Да уж, меня зовут неважно как, вблизи и вдали, во все времена, аминь.
И где вы меня видели, тоже неважно. И как обо мне помните. Потом разберемся. Кому нужен такой персонаж – с проседью в кудрях, сатир в клубном пиджаке с золотыми пуговицами?
Не помните? И не надо.
Только не лезьте с расспросами, не попрекайте залысинами. Не тыкайте пальцем в грудь, не говорите, каким я мог бы быть красавцем, если б не курево и выпивка.
Какой там телевизор мог меня прославить.
Какие уроды могли бы меня раскрутить.
На каких Гавайях я мог бы валяться.
И какие у меня могли быть отличные планы.
Про каких маньяков пытался бы я продавать истории. Про каких драконов, и упырей, да их волшебные мечи. Про каких демонов, принцесс с декольте и карликов с длинным членом.
А может, жаль, что не сочинил и не продал?

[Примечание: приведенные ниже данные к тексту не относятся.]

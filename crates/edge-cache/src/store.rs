//! Backing store seam and an in-memory implementation.

use std::collections::HashMap;
use std::time::Duration;

use async_trait::async_trait;
use edge_core::{CacheContext, CacheSettings};
use serde::{Deserialize, Serialize};
use tokio::sync::RwLock;
use tokio::time::Instant;

use crate::error::StoreError;

/// Expiration applied to a stored entry.
#[derive(Debug, Clone, Copy, Default, PartialEq, Eq, Serialize, Deserialize)]
pub struct EntryOptions {
    /// Expire after this long without a read.
    #[serde(skip_serializing_if = "Option::is_none")]
    pub sliding_expiration: Option<Duration>,
    /// Expire this long after the write, regardless of reads.
    #[serde(skip_serializing_if = "Option::is_none")]
    pub absolute_expiration_relative_to_now: Option<Duration>,
}

impl EntryOptions {
    /// Expiration for entries written on behalf of `context`.
    ///
    /// A context declaring neither expiration gets the configured default
    /// sliding window, so no entry is ever written without one.
    pub fn for_context(context: &CacheContext, settings: &CacheSettings) -> Self {
        if !context.has_expiration() {
            return Self::sliding(settings.default_sliding_window);
        }
        Self {
            sliding_expiration: context.sliding_window,
            absolute_expiration_relative_to_now: context.duration,
        }
    }

    /// Sliding expiration only.
    pub fn sliding(window: Duration) -> Self {
        Self {
            sliding_expiration: Some(window),
            absolute_expiration_relative_to_now: None,
        }
    }

    /// Absolute expiration only.
    pub fn absolute(ttl: Duration) -> Self {
        Self {
            sliding_expiration: None,
            absolute_expiration_relative_to_now: Some(ttl),
        }
    }
}

/// Byte-oriented key/value store holding cached fragments.
#[async_trait]
pub trait BackingStore: Send + Sync {
    /// Fetch the bytes stored under `key`, if present and unexpired.
    async fn get(&self, key: &str) -> Result<Option<Vec<u8>>, StoreError>;

    /// Store `value` under `key`, replacing any previous entry.
    async fn set(&self, key: &str, value: Vec<u8>, options: EntryOptions) -> Result<(), StoreError>;

    /// Drop the entry under `key`. Returns whether one existed.
    async fn remove(&self, key: &str) -> Result<bool, StoreError>;
}

#[derive(Debug, Clone)]
struct StoredEntry {
    data: Vec<u8>,
    deadline: Option<Instant>,
    sliding: Option<Duration>,
    last_accessed: Instant,
}

impl StoredEntry {
    fn new(data: Vec<u8>, options: EntryOptions) -> Self {
        let now = Instant::now();
        Self {
            data,
            deadline: options.absolute_expiration_relative_to_now.map(|ttl| now + ttl),
            sliding: options.sliding_expiration,
            last_accessed: now,
        }
    }

    fn is_expired(&self, now: Instant) -> bool {
        if self.deadline.is_some_and(|deadline| now >= deadline) {
            return true;
        }
        self.sliding
            .is_some_and(|window| now.duration_since(self.last_accessed) >= window)
    }
}

/// In-memory backing store for development and tests.
///
/// Honours both expirations: an entry disappears at its absolute deadline or
/// once its sliding window elapses without a read, whichever comes first.
#[derive(Debug, Default)]
pub struct MemoryStore {
    entries: RwLock<HashMap<String, StoredEntry>>,
}

impl MemoryStore {
    /// Create an empty store.
    pub fn new() -> Self {
        Self::default()
    }

    /// Number of live entries.
    pub async fn len(&self) -> usize {
        let now = Instant::now();
        self.entries
            .read()
            .await
            .values()
            .filter(|e| !e.is_expired(now))
            .count()
    }

    pub async fn is_empty(&self) -> bool {
        self.len().await == 0
    }

    /// Drop every expired entry.
    pub async fn purge_expired(&self) -> usize {
        let now = Instant::now();
        let mut entries = self.entries.write().await;
        let before = entries.len();
        entries.retain(|_, e| !e.is_expired(now));
        before - entries.len()
    }
}

#[async_trait]
impl BackingStore for MemoryStore {
    async fn get(&self, key: &str) -> Result<Option<Vec<u8>>, StoreError> {
        let now = Instant::now();
        let mut entries = self.entries.write().await;

        match entries.get_mut(key) {
            Some(entry) if entry.is_expired(now) => {
                entries.remove(key);
                Ok(None)
            }
            Some(entry) => {
                entry.last_accessed = now;
                Ok(Some(entry.data.clone()))
            }
            None => Ok(None),
        }
    }

    async fn set(&self, key: &str, value: Vec<u8>, options: EntryOptions) -> Result<(), StoreError> {
        self.entries
            .write()
            .await
            .insert(key.to_string(), StoredEntry::new(value, options));
        Ok(())
    }

    async fn remove(&self, key: &str) -> Result<bool, StoreError> {
        Ok(self.entries.write().await.remove(key).is_some())
    }
}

Тогда, наверное, не позволил бы себе так глупо упустить комнату родителей на Арбате.
Я любил свет арбатских дворов, особенно у Смоленки; он там желтоватый, кремовый; слышно каждое слово из окон, звуки клавиш. Их вечное: «не выучил этюд», «скажу матери», «не пойдешь в кино». Эти разговорцы насчет рыбы для кошки, справочной по аптекам. И нужен инсулин, и нужны кислородные подушки, шприцы; позвони маме, предупреди папу, сходи к дедушке.
Зажмурься, чувак, – в других временах, в ином лохматом году с челкой и пробором, ты всё еще стоишь, прижавшись спиной к тополю, – кто их только здесь насажал, какое дурачье: летом, получается, у всех рыльце в пуху.

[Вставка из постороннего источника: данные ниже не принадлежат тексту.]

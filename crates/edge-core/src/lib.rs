//! Core abstractions for the edge fragment cache.
//!
//! This crate provides the fundamental types and traits:
//! - `CacheContext` - How a fragment varies, expires and is tagged
//! - `Discriminators` - Resolved dimension values for the active request
//! - `DimensionResolver` trait - Request-specific dimension lookup
//! - `ScopeTracker` trait - Active context tracking during resolution
//! - `CacheSettings` - Engine configuration

mod config;
mod context;
mod dimension;
mod scope;

pub use config::*;
pub use context::*;
pub use dimension::*;
pub use scope::*;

Тогда у тебя в портфеле водилось болгарское сухое, вечно без штопора. Ломался, не выдерживал испытаний. Ну и лупишь ладонью по дну бутылки, рискуя порезаться, а когда пробка высунется, можно ее ухватить зубами.

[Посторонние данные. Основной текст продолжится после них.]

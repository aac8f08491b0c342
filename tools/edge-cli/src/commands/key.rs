//! Cache key derivation.

use anyhow::Result;
use edge_core::CacheContext;

use super::{dimension_names, memory_engine, KeyArgs, Outcome};
use crate::context::Context;

/// Run the key command.
pub async fn run(args: KeyArgs, ctx: &Context) -> Result<Outcome> {
    let engine = memory_engine(&args.dims, &ctx.config.cache)?;

    let context = dimension_names(&args.dims)
        .fold(CacheContext::new(&args.cache_id), |context, name| context.vary_by(name));
    let key = engine.key_for(&context).await?;

    if ctx.output.is_json() {
        ctx.output.json(&serde_json::json!({
            "cacheId": args.cache_id,
            "key": key.as_str(),
            "contextKey": edge_cache::context_key(&args.cache_id),
        }));
    } else {
        ctx.output.value(key.as_str());
    }

    Ok(Outcome::Done)
}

На Смоленке ты выпиваешь полбутылки большими глотками, задыхаясь и охая. Оскомина, язык щекочет, будто наелся терновых ягод от терновника самого Иисуса.
Теплая волна охватывает поясницу, в голове поселяется бесстрашие. И свет из подворотни уже не просто желтый. Из-за него меняется пространство. Выйдешь из дому и не узнаешь ничего. Где булочная и овощной? Где милиционер на углу, девочка с куклой у аптеки?
И еще продавщицы мороженого.
Где театральные старухи с артритными ногами?
Где киоскер дядя Миша Перельман, который всегда оставлял тебе «Советский спорт»? Будто бы он уже уехал и умер от осколков в Газе.
Эй, ну, в конце концов! Где вы все, мать же моя женщина?! Не надо уж так сразу бросать меня одного!
Они молчат, как в музее восковых фигур, и только Маруся, сторож мусорки, шевелит хвостом и ушами, глядит в глаза. Будто желает спросить: ну что, Мольер, страшно? А чего ты удивляешься? Кто пил, бранился и скандалил? Кто орал на прохожих, что они никчемные людишки и пусть катятся? Вот они и укатились. Только я, собака, осталась. Но ты, козлина, и про меня забыл. Всё профукал. А теперь тут, может быть, вообще не Арбат, и не Москва, и не Земля, а Марс.